▸ **Task brief**
Go line by line through the listing below and copy those that hold "event".

▸ **Input for this task**
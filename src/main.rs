//! Campus-Corpus main entry point
//!
//! This is the command-line interface for the Campus-Corpus crawler.

use anyhow::Context;
use campus_corpus::config::{load_config_with_hash, Config, Renderer};
use campus_corpus::crawler::run_crawl;
use campus_corpus::output::{
    count_records, print_corpus_summary, print_statistics, read_records, CorpusSummary, OpenMode,
};
use clap::Parser;
use std::path::PathBuf;
use tracing_subscriber::EnvFilter;

/// Campus-Corpus: a bounded crawler for institutional websites
///
/// Campus-Corpus walks a fixed list of entry points breadth-first, stays on
/// allow-listed domains, and writes the main text of every page it reaches to a
/// JSON Lines corpus, one record per page.
#[derive(Parser, Debug)]
#[command(name = "campus-corpus")]
#[command(version = "1.0.0")]
#[command(about = "A bounded crawler that builds a text corpus", long_about = None)]
struct Cli {
    /// Path to TOML configuration file
    #[arg(value_name = "CONFIG")]
    config: PathBuf,

    /// Increase logging verbosity (-v, -vv, -vvv)
    #[arg(short, long, action = clap::ArgAction::Count)]
    verbose: u8,

    /// Suppress non-error output
    #[arg(short, long, conflicts_with = "verbose")]
    quiet: bool,

    /// Keep the existing corpus and append to it instead of truncating
    #[arg(long, conflicts_with_all = ["dry_run", "stats"])]
    append: bool,

    /// Validate config and show what would be crawled without actually crawling
    #[arg(long, conflicts_with = "stats")]
    dry_run: bool,

    /// Show statistics for the existing corpus file and exit
    #[arg(long, conflicts_with = "dry_run")]
    stats: bool,
}

#[tokio::main]
async fn main() -> anyhow::Result<()> {
    let cli = Cli::parse();

    // Setup logging based on verbosity
    setup_logging(cli.verbose, cli.quiet);

    // Load and validate configuration
    tracing::info!("Loading configuration from: {}", cli.config.display());
    let (config, config_hash) = load_config_with_hash(&cli.config)
        .with_context(|| format!("Failed to load configuration {}", cli.config.display()))?;
    tracing::info!("Configuration loaded successfully (hash: {})", config_hash);

    if cli.dry_run {
        handle_dry_run(&config);
    } else if cli.stats {
        handle_stats(&config)?;
    } else {
        let mode = if cli.append {
            OpenMode::Append
        } else {
            OpenMode::Truncate
        };
        handle_crawl(config, mode).await?;
    }

    Ok(())
}

/// Sets up the logging/tracing subscriber based on verbosity level
fn setup_logging(verbose: u8, quiet: bool) {
    let filter = if quiet {
        // Only show errors
        EnvFilter::new("error")
    } else {
        match verbose {
            0 => EnvFilter::new("campus_corpus=info,warn"),
            1 => EnvFilter::new("campus_corpus=debug,info"),
            2 => EnvFilter::new("campus_corpus=trace,debug"),
            _ => EnvFilter::new("trace"),
        }
    };

    tracing_subscriber::fmt()
        .with_env_filter(filter)
        .with_target(false)
        .with_thread_ids(false)
        .with_file(false)
        .init();
}

/// Handles the --dry-run mode: validates config and shows what would be crawled
fn handle_dry_run(config: &Config) {
    println!("=== Campus-Corpus Dry Run ===\n");

    let crawler = &config.crawler;
    println!("Crawler Configuration:");
    println!("  Fetch timeout: {}ms", crawler.fetch_timeout_ms);
    println!("  Delay between fetches: {}ms", crawler.rate_limit_delay_ms);
    println!("  Concurrent fetches: {}", crawler.max_concurrent_fetches);
    println!(
        "  Retries: {} (backoff {}ms)",
        crawler.max_retries, crawler.retry_backoff_ms
    );
    println!("  Minimum text length: {}", crawler.min_text_length);
    println!(
        "  Renderer: {}",
        match crawler.renderer {
            Renderer::Http => "http",
            Renderer::Browser => "browser",
        }
    );

    println!("\nUser Agent:");
    println!("  {}", config.user_agent.header_value());

    println!("\nOutput:");
    println!("  Corpus: {}", config.output.corpus_path);

    println!("\nFilter:");
    println!("  Allowed domains: {}", config.filter.allowed_domains.join(", "));
    println!(
        "  Disallowed query keys: {}",
        config.filter.disallowed_query_keys.join(", ")
    );
    println!(
        "  Excluded paths: {}",
        config.filter.excluded_path_segments.join(", ")
    );

    println!("\nEntry Points ({}):", config.entry_points.len());
    for entry in &config.entry_points {
        println!("  - {} (max depth {})", entry.url, entry.max_depth);
        if !entry.allowed_domains.is_empty() {
            println!("    domains: {}", entry.allowed_domains.join(", "));
        }
    }

    println!("\n✓ Configuration is valid");
    println!(
        "✓ Would crawl {} entry points into {}",
        config.entry_points.len(),
        config.output.corpus_path
    );
}

/// Handles the --stats mode: summarizes the existing corpus file
fn handle_stats(config: &Config) -> anyhow::Result<()> {
    println!("Corpus: {}\n", config.output.corpus_path);

    let records = read_records(&config.output.corpus_path)?;
    print_corpus_summary(&CorpusSummary::from_records(&records));

    Ok(())
}

/// Handles the main crawl operation
async fn handle_crawl(config: Config, mode: OpenMode) -> anyhow::Result<()> {
    match mode {
        OpenMode::Truncate => tracing::info!("Starting crawl (corpus will be truncated)"),
        OpenMode::Append => tracing::info!("Starting crawl (appending to existing corpus)"),
    }

    tracing::info!(
        "Entry points: {}, allowed domains: {}",
        config.entry_points.len(),
        config.filter.allowed_domains.len()
    );

    let corpus_path = config.output.corpus_path.clone();

    let stats = match run_crawl(config, mode).await {
        Ok(stats) => {
            tracing::info!("Crawl completed successfully");
            stats
        }
        Err(e) => {
            tracing::error!("Crawl failed: {}", e);
            return Err(e.into());
        }
    };

    println!();
    print_statistics(&stats);

    let records = count_records(&corpus_path)?;
    println!("\n✓ Corpus {} holds {} records", corpus_path, records);

    Ok(())
}
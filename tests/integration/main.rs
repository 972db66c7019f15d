//! Integration test suite for Campus-Corpus

mod crawl_tests;
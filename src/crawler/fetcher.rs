//! Page fetchers
//!
//! This module handles page retrieval for the crawler, including:
//! - Building HTTP clients with a contact-bearing user agent
//! - GET requests under a hard per-page timeout
//! - Content-Type checks that separate pages from binary downloads
//! - Classifying every failure into a typed outcome
//! - Script-rendered retrieval through headless Chromium (`browser` feature)
//!
//! Fetchers never retry; retry policy belongs to the coordinator.

use crate::config::UserAgentConfig;
use crate::state::ErrorKind;
use async_trait::async_trait;
use reqwest::{header::CONTENT_TYPE, redirect::Policy, Client};
use std::time::Duration;

#[cfg(feature = "browser")]
pub use browser::BrowserFetcher;

/// Maximum redirect hops followed before the fetch counts as a network error
const MAX_REDIRECTS: usize = 10;

/// Result of a fetch operation
#[derive(Debug, Clone, PartialEq, Eq)]
pub enum FetchOutcome {
    /// The page was retrieved
    Success {
        /// Final URL after redirects
        final_url: String,
        /// Page markup (the rendered DOM for the browser fetcher)
        markup: String,
    },

    /// The fetch did not finish within the timeout
    Timeout,

    /// The server answered with a non-success status
    HttpError {
        /// The HTTP status code
        status: u16,
    },

    /// Connection, DNS, TLS, redirect or body-read failure
    NetworkError {
        /// Error description
        message: String,
    },

    /// The response is not an HTML document
    UnsupportedContentType {
        /// The Content-Type received (or the extension, when detected from the URL)
        content_type: String,
    },
}

impl FetchOutcome {
    /// Returns the error kind for a failed fetch, or `None` on success
    pub fn error_kind(&self) -> Option<ErrorKind> {
        match self {
            Self::Success { .. } => None,
            Self::Timeout => Some(ErrorKind::Timeout),
            Self::HttpError { .. } => Some(ErrorKind::HttpError),
            Self::NetworkError { .. } => Some(ErrorKind::NetworkError),
            Self::UnsupportedContentType { .. } => Some(ErrorKind::UnsupportedContentType),
        }
    }

    /// Returns true if this outcome carries markup
    pub fn is_success(&self) -> bool {
        matches!(self, Self::Success { .. })
    }
}

/// Retrieves pages for the crawler
///
/// Implementations must enforce `timeout` over the whole retrieval and report every
/// failure as a [`FetchOutcome`] rather than an error.
#[async_trait]
pub trait PageFetcher: Send + Sync {
    /// Fetches one URL
    async fn fetch(&self, url: &str, timeout: Duration) -> FetchOutcome;
}

/// Builds an HTTP client with proper configuration
///
/// # Example
///
/// ```no_run
/// use campus_corpus::config::UserAgentConfig;
/// use campus_corpus::crawler::build_http_client;
///
/// let config = UserAgentConfig {
///     crawler_name: "KSU-Crawler".to_string(),
///     crawler_version: "1.0".to_string(),
///     contact_url: "https://campus.kennesaw.edu".to_string(),
/// };
///
/// let client = build_http_client(&config).unwrap();
/// ```
pub fn build_http_client(config: &UserAgentConfig) -> Result<Client, reqwest::Error> {
    Client::builder()
        .user_agent(config.header_value())
        .connect_timeout(Duration::from_secs(10))
        .redirect(Policy::limited(MAX_REDIRECTS))
        .gzip(true)
        .brotli(true)
        .build()
}

/// Plain HTTP fetcher
///
/// Returns the server response as-is; pages that only render their content through
/// client-side scripts need the browser fetcher instead.
#[derive(Debug, Clone)]
pub struct HttpFetcher {
    client: Client,
}

impl HttpFetcher {
    /// Creates a fetcher with a client built from the user agent configuration
    pub fn new(config: &UserAgentConfig) -> Result<Self, reqwest::Error> {
        Ok(Self::with_client(build_http_client(config)?))
    }

    /// Creates a fetcher around an existing client
    pub fn with_client(client: Client) -> Self {
        Self { client }
    }

    async fn fetch_page(&self, url: &str) -> FetchOutcome {
        let response = match self.client.get(url).send().await {
            Ok(response) => response,
            Err(e) => return classify_request_error(&e),
        };

        let status = response.status();
        if !status.is_success() {
            return FetchOutcome::HttpError {
                status: status.as_u16(),
            };
        }

        let content_type = response
            .headers()
            .get(CONTENT_TYPE)
            .and_then(|v| v.to_str().ok())
            .unwrap_or("")
            .to_string();

        if !is_html_content_type(&content_type) {
            return FetchOutcome::UnsupportedContentType { content_type };
        }

        let final_url = response.url().to_string();

        match response.text().await {
            Ok(markup) => FetchOutcome::Success { final_url, markup },
            Err(e) => classify_request_error(&e),
        }
    }
}

#[async_trait]
impl PageFetcher for HttpFetcher {
    async fn fetch(&self, url: &str, timeout: Duration) -> FetchOutcome {
        match tokio::time::timeout(timeout, self.fetch_page(url)).await {
            Ok(outcome) => outcome,
            Err(_) => FetchOutcome::Timeout,
        }
    }
}

/// Maps a reqwest error onto a fetch outcome
fn classify_request_error(error: &reqwest::Error) -> FetchOutcome {
    if error.is_timeout() {
        FetchOutcome::Timeout
    } else if error.is_redirect() {
        FetchOutcome::NetworkError {
            message: format!("Redirect error: {}", error),
        }
    } else if error.is_connect() {
        FetchOutcome::NetworkError {
            message: format!("Connection failed: {}", error),
        }
    } else {
        FetchOutcome::NetworkError {
            message: error.to_string(),
        }
    }
}

/// Returns true if a Content-Type header names an HTML document
///
/// A missing header is treated as HTML.
pub fn is_html_content_type(content_type: &str) -> bool {
    let mime = content_type
        .split(';')
        .next()
        .unwrap_or("")
        .trim()
        .to_ascii_lowercase();

    mime.is_empty() || mime == "text/html" || mime == "application/xhtml+xml"
}

#[cfg(feature = "browser")]
mod browser {
    use super::{FetchOutcome, PageFetcher};
    use crate::config::UserAgentConfig;
    use crate::url::non_document_extension;
    use crate::CorpusError;
    use async_trait::async_trait;
    use chromiumoxide::{Browser, BrowserConfig, Page};
    use futures::StreamExt;
    use std::time::Duration;
    use tokio::task::JoinHandle;
    use tokio::time::{timeout_at, Instant};
    use url::Url;

    /// Script-rendering fetcher backed by headless Chromium
    ///
    /// The markup returned is the DOM after navigation completed, so content injected by
    /// client-side scripts is included. HTTP status codes are not visible through the
    /// DevTools page API; navigation failures surface as network errors.
    pub struct BrowserFetcher {
        browser: Browser,
        handler: JoinHandle<()>,
    }

    impl BrowserFetcher {
        /// Launches a headless browser identified by the configured user agent
        pub async fn launch(user_agent: &UserAgentConfig) -> Result<Self, CorpusError> {
            let config = BrowserConfig::builder()
                .no_sandbox()
                .arg("--disable-gpu")
                .arg("--disable-dev-shm-usage")
                .arg(format!("--user-agent={}", user_agent.header_value()))
                .build()
                .map_err(CorpusError::Browser)?;

            let (browser, mut handler) = Browser::launch(config)
                .await
                .map_err(|e| CorpusError::Browser(e.to_string()))?;

            let handler = tokio::spawn(async move {
                while let Some(event) = handler.next().await {
                    if event.is_err() {
                        break;
                    }
                }
            });

            tracing::info!("Headless browser launched");

            Ok(Self { browser, handler })
        }

        /// Navigates an open tab and reads back the rendered DOM
        async fn load(page: &Page, url: &str) -> Result<(String, String), String> {
            page.goto(url).await.map_err(|e| e.to_string())?;
            page.wait_for_navigation().await.map_err(|e| e.to_string())?;

            let final_url = page
                .url()
                .await
                .map_err(|e| e.to_string())?
                .unwrap_or_else(|| url.to_string());
            let markup = page.content().await.map_err(|e| e.to_string())?;

            Ok((final_url, markup))
        }

        /// Number of tabs currently open in the browser
        pub async fn open_pages(&self) -> Result<usize, CorpusError> {
            self.browser
                .pages()
                .await
                .map(|pages| pages.len())
                .map_err(|e| CorpusError::Browser(e.to_string()))
        }
    }

    impl Drop for BrowserFetcher {
        // The browser process is killed when `Browser` drops; the event loop is ours
        fn drop(&mut self) {
            self.handler.abort();
        }
    }

    #[async_trait]
    impl PageFetcher for BrowserFetcher {
        async fn fetch(&self, url: &str, timeout: Duration) -> FetchOutcome {
            // Navigating to a binary triggers a download instead of a page load
            let extension = Url::parse(url)
                .ok()
                .and_then(|parsed| non_document_extension(&parsed));
            if let Some(extension) = extension {
                return FetchOutcome::UnsupportedContentType {
                    content_type: format!(".{}", extension),
                };
            }

            let deadline = Instant::now() + timeout;

            let page = match timeout_at(deadline, self.browser.new_page("about:blank")).await {
                Ok(Ok(page)) => page,
                Ok(Err(e)) => {
                    return FetchOutcome::NetworkError {
                        message: e.to_string(),
                    }
                }
                Err(_) => return FetchOutcome::Timeout,
            };

            let loaded = timeout_at(deadline, Self::load(&page, url)).await;

            // The tab is closed on every path, including timeouts
            if let Err(e) = page.close().await {
                tracing::debug!("Failed to close page {}: {}", url, e);
            }

            match loaded {
                Ok(Ok((final_url, markup))) => FetchOutcome::Success { final_url, markup },
                Ok(Err(message)) => FetchOutcome::NetworkError { message },
                Err(_) => FetchOutcome::Timeout,
            }
        }
    }

}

▸ **Response area**
                while let Some(event) = handler.next().await {
                    if event.is_err() {
        // The browser process is killed when `Browser` drops; the event loop is ours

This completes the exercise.